Um estudo feito por técnicos do Ministério da Economia propõe retomar a cobrança de impostos sobre alguns produtos consumidos mais pelas classes média e alta —como peixes, queijos, iogurtes e leite condensado.

Com a medida, seria possível arrecadar R$ 1,2 bilhão e destinar esse dinheiro ao programa Bolsa Família, ajudando a reduzir a pobreza e a desigualdade, segundo a Secretaria de Avaliação, Planejamento, Energia e Loteria.

A partir de 2004, o governo deixou de cobrar impostos sobre produtos considerados parte da cesta básica do brasileiro. O objetivo era reduzir o custo de vida da população de baixa renda. Porém, segundo o estudo, isso acaba beneficiando famílias mais ricas, porque inclui diversos produtos consumidos mais pelas classes média e alta.

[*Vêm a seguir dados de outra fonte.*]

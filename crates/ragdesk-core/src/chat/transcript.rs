//! Append-only transcript with change notifications.
//!
//! Observers subscribe through a `tokio::sync::broadcast` channel and are
//! told about single insertions and full resets. Publishing with no
//! subscribers is a no-op.

use ragdesk_types::message::{Message, Origin};
use tokio::sync::broadcast;

/// Default capacity of the notification channel.
const DEFAULT_EVENT_CAPACITY: usize = 256;

/// Change notification emitted by the transcript.
#[derive(Debug, Clone, Copy, PartialEq, Eq)]
pub enum TranscriptEvent {
    /// One message was appended at `index` (always `len - 1`).
    Inserted { index: usize },
    /// The transcript was emptied.
    Reset,
}

/// Ordered sequence of messages for the current session.
///
/// Messages are never reordered, updated in place or deduplicated.
pub struct TranscriptStore {
    messages: Vec<Message>,
    events: broadcast::Sender<TranscriptEvent>,
}

impl TranscriptStore {
    pub fn new() -> Self {
        Self::with_event_capacity(DEFAULT_EVENT_CAPACITY)
    }

    /// Create a store whose notification channel buffers `capacity` events
    /// per lagging subscriber.
    pub fn with_event_capacity(capacity: usize) -> Self {
        let (events, _) = broadcast::channel(capacity.max(1));
        Self {
            messages: Vec::new(),
            events,
        }
    }

    /// Append a message at the end and notify observers.
    pub fn append(&mut self, text: impl Into<String>, origin: Origin) -> Message {
        let message = Message::new(text, origin);
        self.messages.push(message.clone());
        let _ = self.events.send(TranscriptEvent::Inserted {
            index: self.messages.len() - 1,
        });
        message
    }

    /// Remove every message and notify observers of the reset.
    pub fn clear(&mut self) {
        self.messages.clear();
        let _ = self.events.send(TranscriptEvent::Reset);
    }

    pub fn messages(&self) -> &[Message] {
        &self.messages
    }

    pub fn get(&self, index: usize) -> Option<&Message> {
        self.messages.get(index)
    }

    pub fn last(&self) -> Option<&Message> {
        self.messages.last()
    }

    pub fn len(&self) -> usize {
        self.messages.len()
    }

    pub fn is_empty(&self) -> bool {
        self.messages.is_empty()
    }

    /// Receive all future change notifications.
    pub fn subscribe(&self) -> broadcast::Receiver<TranscriptEvent> {
        self.events.subscribe()
    }
}

impl Default for TranscriptStore {
    fn default() -> Self {
        Self::new()
    }
}

impl std::fmt::Debug for TranscriptStore {
    fn fmt(&self, f: &mut std::fmt::Formatter<'_>) -> std::fmt::Result {
        f.debug_struct("TranscriptStore")
            .field("len", &self.messages.len())
            .field("subscribers", &self.events.receiver_count())
            .finish()
    }
}

#[cfg(test)]
mod tests {
    use super::*;

    #[test]
    fn append_preserves_call_order() {
        let mut store = TranscriptStore::new();
        let texts = ["one", "two", "three", "two", "one"];
        for (i, text) in texts.iter().enumerate() {
            let origin = if i % 2 == 0 { Origin::User } else { Origin::Agent };
            store.append(*text, origin);
        }

        assert_eq!(store.len(), texts.len());
        let stored: Vec<&str> = store.messages().iter().map(|m| m.text()).collect();
        assert_eq!(stored, texts);
        assert_eq!(store.get(1).unwrap().origin(), Origin::Agent);
    }

    #[test]
    fn duplicates_are_kept() {
        let mut store = TranscriptStore::new();
        store.append("same", Origin::User);
        store.append("same", Origin::User);
        assert_eq!(store.len(), 2);
    }

    #[tokio::test]
    async fn append_notifies_insert_at_last_index() {
        let mut store = TranscriptStore::new();
        let mut rx = store.subscribe();

        store.append("a", Origin::User);
        store.append("b", Origin::Agent);

        assert_eq!(rx.recv().await.unwrap(), TranscriptEvent::Inserted { index: 0 });
        assert_eq!(rx.recv().await.unwrap(), TranscriptEvent::Inserted { index: 1 });
    }

    #[tokio::test]
    async fn clear_empties_and_notifies_reset() {
        let mut store = TranscriptStore::new();
        store.append("a", Origin::User);
        let mut rx = store.subscribe();

        store.clear();

        assert!(store.is_empty());
        assert!(store.last().is_none());
        assert_eq!(rx.recv().await.unwrap(), TranscriptEvent::Reset);
    }

    #[test]
    fn append_without_subscribers_does_not_panic() {
        let mut store = TranscriptStore::new();
        for i in 0..1000 {
            store.append(format!("msg {i}"), Origin::User);
        }
        assert_eq!(store.len(), 1000);
    }

    #[test]
    fn debug_impl() {
        let store = TranscriptStore::new();
        let _rx = store.subscribe();
        let debug = format!("{store:?}");
        assert!(debug.contains("TranscriptStore"));
        assert!(debug.contains("subscribers: 1"));
    }
}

Atualmente a desoneração da cesta básica é um dos maiores subsídios tributários do Governo Federal. Em 2018, que representa uma perda de arrecadação estimada em R$ 15,9 bilhões.

Confira abaixo itens que podem ser taxados e ficar mais caros se a sugestão da equipe econômica for implementada:

Queijos

  • Muçarela
  • Minas
  • Prato
  • Parmesão
  • Ricota
  • Gorgonzola
  • Cheddar
  • Brie
  • Camembert

Outros derivados de leite

  • Requeijão
  • Iogurte
  • Chantili
  • Leite condensado
  • Cream cheese

Peixes

  • Corvina
  • Salmão
  • Pescada
  • Merluza
  • Cação
  • Atum
  • Tilápia

Aves

  • Peru congelado
  • Pato
  • Codorna

Café

  • Cappuccino solúvel
  • Café com leite em pó
  • Café com leite solúvel

Bolsa Família mais eficiente

O estudo também aponta a ineficiência geral da política de corte de impostos sobre a cesta básica. Segundo a equipe técnica do Ministério da Economia, em 2017, os 20% mais pobres se beneficiam de apenas 2,6% do valor total que o Estado deixou de arrecadar, enquanto 59,1% da isenção de impostos acabou recaindo sobre produtos consumidos pelos 20% mais ricos.

Por outro lado, o programa Bolsa Família consegue ser mais eficiente na distribuição de riqueza, pois, em 2017, 69,6% dos recursos do programa foram para os 20% mais pobres e 86,7% para pessoas com renda domiciliar per capita de até meio salário mínimo em 2017.

Os dados foram divulgados no boletim mensal sobre subsídios da União, publicado na última quarta-feira (25).